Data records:

____________________

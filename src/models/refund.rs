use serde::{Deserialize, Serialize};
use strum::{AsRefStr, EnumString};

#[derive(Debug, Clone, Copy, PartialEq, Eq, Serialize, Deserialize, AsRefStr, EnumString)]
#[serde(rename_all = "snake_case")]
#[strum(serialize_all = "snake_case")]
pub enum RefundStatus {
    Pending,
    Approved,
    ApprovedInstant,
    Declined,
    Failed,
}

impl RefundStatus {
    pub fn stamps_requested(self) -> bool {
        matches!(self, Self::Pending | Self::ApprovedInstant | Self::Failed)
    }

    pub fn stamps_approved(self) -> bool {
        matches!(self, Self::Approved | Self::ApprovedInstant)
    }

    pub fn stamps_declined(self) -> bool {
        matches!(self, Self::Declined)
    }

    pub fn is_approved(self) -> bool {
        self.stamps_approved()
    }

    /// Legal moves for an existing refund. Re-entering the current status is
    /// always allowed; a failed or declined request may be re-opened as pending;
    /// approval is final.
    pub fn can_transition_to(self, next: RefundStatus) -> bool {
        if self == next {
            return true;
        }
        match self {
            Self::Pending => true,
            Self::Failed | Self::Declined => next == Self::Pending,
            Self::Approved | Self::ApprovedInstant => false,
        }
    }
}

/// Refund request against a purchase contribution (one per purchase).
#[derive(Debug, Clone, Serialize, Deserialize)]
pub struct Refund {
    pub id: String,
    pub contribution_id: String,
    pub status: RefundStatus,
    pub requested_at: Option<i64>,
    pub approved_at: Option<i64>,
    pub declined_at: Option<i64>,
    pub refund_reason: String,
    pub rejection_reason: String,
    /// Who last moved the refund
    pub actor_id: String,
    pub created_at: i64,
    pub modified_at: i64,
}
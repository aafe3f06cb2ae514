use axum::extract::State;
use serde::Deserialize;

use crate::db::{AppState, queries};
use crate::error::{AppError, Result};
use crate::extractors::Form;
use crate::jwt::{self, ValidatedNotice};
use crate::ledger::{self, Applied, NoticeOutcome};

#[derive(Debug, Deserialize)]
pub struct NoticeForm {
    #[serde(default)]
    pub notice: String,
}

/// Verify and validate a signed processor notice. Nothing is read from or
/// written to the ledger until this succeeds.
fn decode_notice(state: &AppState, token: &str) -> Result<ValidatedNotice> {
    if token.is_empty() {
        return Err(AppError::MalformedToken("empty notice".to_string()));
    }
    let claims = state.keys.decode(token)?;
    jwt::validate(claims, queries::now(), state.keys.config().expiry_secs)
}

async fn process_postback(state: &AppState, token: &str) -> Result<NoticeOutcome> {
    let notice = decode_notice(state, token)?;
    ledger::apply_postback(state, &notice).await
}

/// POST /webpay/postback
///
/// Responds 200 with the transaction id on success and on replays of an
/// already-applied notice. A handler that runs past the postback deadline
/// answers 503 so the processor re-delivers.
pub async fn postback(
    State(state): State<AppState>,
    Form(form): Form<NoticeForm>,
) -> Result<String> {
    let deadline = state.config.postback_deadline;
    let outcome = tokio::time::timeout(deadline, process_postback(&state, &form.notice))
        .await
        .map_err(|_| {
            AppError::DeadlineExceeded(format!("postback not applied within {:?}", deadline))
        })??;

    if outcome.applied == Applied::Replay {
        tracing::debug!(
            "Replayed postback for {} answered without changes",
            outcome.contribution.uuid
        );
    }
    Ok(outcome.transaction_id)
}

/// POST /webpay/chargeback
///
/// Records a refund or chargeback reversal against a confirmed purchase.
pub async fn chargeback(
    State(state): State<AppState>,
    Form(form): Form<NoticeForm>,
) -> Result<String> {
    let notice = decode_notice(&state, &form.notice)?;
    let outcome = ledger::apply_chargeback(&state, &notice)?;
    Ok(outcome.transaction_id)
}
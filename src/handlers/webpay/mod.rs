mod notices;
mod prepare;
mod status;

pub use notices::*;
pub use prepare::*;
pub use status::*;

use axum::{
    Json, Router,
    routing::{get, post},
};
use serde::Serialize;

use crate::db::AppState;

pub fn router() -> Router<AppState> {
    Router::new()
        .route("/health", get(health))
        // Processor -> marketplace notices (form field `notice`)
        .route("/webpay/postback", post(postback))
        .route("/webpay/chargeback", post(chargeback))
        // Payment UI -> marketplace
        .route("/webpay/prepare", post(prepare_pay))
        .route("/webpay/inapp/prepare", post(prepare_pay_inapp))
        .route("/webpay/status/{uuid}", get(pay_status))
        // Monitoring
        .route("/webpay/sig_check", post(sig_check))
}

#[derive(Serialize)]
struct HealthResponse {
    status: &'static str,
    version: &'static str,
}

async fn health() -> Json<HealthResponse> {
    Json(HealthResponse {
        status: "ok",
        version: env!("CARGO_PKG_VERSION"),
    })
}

____________________

The full set of records is to be written out once more, word for word.

Answer section:
filename src/models/refund.rs
use serde::{Deserialize, Serialize};
use strum::{AsRefStr, EnumString};

#[derive(Debug, Clone, Copy, PartialEq, Eq, Serialize, Deserialize, AsRefStr, EnumString)]
#[serde(rename_all = "snake_case")]
#[strum(serialize_all = "snake_case")]
pub enum RefundStatus {
    Pending,
    Approved,
    ApprovedInstant,
    Declined,
    Failed,
}

impl RefundStatus {
    pub fn stamps_requested(self) -> bool {
        matches!(self, Self::Pending | Self::ApprovedInstant | Self::Failed)
    }

    pub fn stamps_approved(self) -> bool {
        matches!(self, Self::Approved | Self::ApprovedInstant)
    }

    pub fn stamps_declined(self) -> bool {
        matches!(self, Self::Declined)
    }

    pub fn is_approved(self) -> bool {
        self.stamps_approved()
    }

    /// Legal moves for an existing refund. Re-entering the current status is
    /// always allowed; a failed or declined request may be re-opened as pending;
    /// approval is final.
    pub fn can_transition_to(self, next: RefundStatus) -> bool {
        if self == next {
            return true;
        }
        match self {
            Self::Pending => true,
            Self::Failed | Self::Declined => next == Self::Pending,
            Self::Approved | Self::ApprovedInstant => false,
        }
    }
}

/// Refund request against a purchase contribution (one per purchase).
#[derive(Debug, Clone, Serialize, Deserialize)]
pub struct Refund {
    pub id: String,
    pub contribution_id: String,
    pub status: RefundStatus,
    pub requested_at: Option<i64>,
    pub approved_at: Option<i64>,
    pub declined_at: Option<i64>,
    pub refund_reason: String,
    pub rejection_reason: String,
    /// Who last moved the refund
    pub actor_id: String,
    pub created_at: i64,
    pub modified_at: i64,
}
repository aafe3f06cb2ae514
use axum::extract::State;
use serde::Deserialize;

use crate::db::{AppState, queries};
use crate::error::{AppError, Result};
use crate::extractors::Form;
use crate::jwt::{self, ValidatedNotice};
use crate::ledger::{self, Applied, NoticeOutcome};

#[derive(Debug, Deserialize)]
pub struct NoticeForm {
    #[serde(default)]
    pub notice: String,
}

/// Verify and validate a signed processor notice. Nothing is read from or
/// written to the ledger until this succeeds.
fn decode_notice(state: &AppState, token: &str) -> Result<ValidatedNotice> {
    if token.is_empty() {
        return Err(AppError::MalformedToken("empty notice".to_string()));
    }
    let claims = state.keys.decode(token)?;
    jwt::validate(claims, queries::now(), state.keys.config().expiry_secs)
}

async fn process_postback(state: &AppState, token: &str) -> Result<NoticeOutcome> {
    let notice = decode_notice(state, token)?;
    ledger::apply_postback(state, &notice).await
}

/// POST /webpay/postback
///
/// Responds 200 with the transaction id on success and on replays of an
/// already-applied notice. A handler that runs past the postback deadline
/// answers 503 so the processor re-delivers.
pub async fn postback(
    State(state): State<AppState>,
    Form(form): Form<NoticeForm>,
) -> Result<String> {
    let deadline = state.config.postback_deadline;
    let outcome = tokio::time::timeout(deadline, process_postback(&state, &form.notice))
        .await
        .map_err(|_| {
            AppError::DeadlineExceeded(format!("postback not applied within {:?}", deadline))
        })??;

    if outcome.applied == Applied::Replay {
        tracing::debug!(
            "Replayed postback for {} answered without changes",
            outcome.contribution.uuid
        );
    }
    Ok(outcome.transaction_id)
}

/// POST /webpay/chargeback
///
/// Records a refund or chargeback reversal against a confirmed purchase.
pub async fn chargeback(
    State(state): State<AppState>,
    Form(form): Form<NoticeForm>,
) -> Result<String> {
    let notice = decode_notice(&state, &form.notice)?;
    let outcome = ledger::apply_chargeback(&state, &notice)?;
    Ok(outcome.transaction_id)
}
filename src/handlers/webpay/mod.rs
mod notices;
mod prepare;
mod status;

pub use notices::*;
pub use prepare::*;
pub use status::*;

use axum::{
    Json, Router,
    routing::{get, post},
};
use serde::Serialize;

use crate::db::AppState;

pub fn router() -> Router<AppState> {
    Router::new()
        .route("/health", get(health))
        // Processor -> marketplace notices (form field `notice`)
        .route("/webpay/postback", post(postback))
        .route("/webpay/chargeback", post(chargeback))
        // Payment UI -> marketplace
        .route("/webpay/prepare", post(prepare_pay))
        .route("/webpay/inapp/prepare", post(prepare_pay_inapp))
        .route("/webpay/status/{uuid}", get(pay_status))
        // Monitoring
        .route("/webpay/sig_check", post(sig_check))
}

#[derive(Serialize)]
struct HealthResponse {
    status: &'static str,
    version: &'static str,
}

async fn health() -> Json<HealthResponse> {
    Json(HealthResponse {
        status: "ok",
        version: env!("CARGO_PKG_VERSION"),
    })
}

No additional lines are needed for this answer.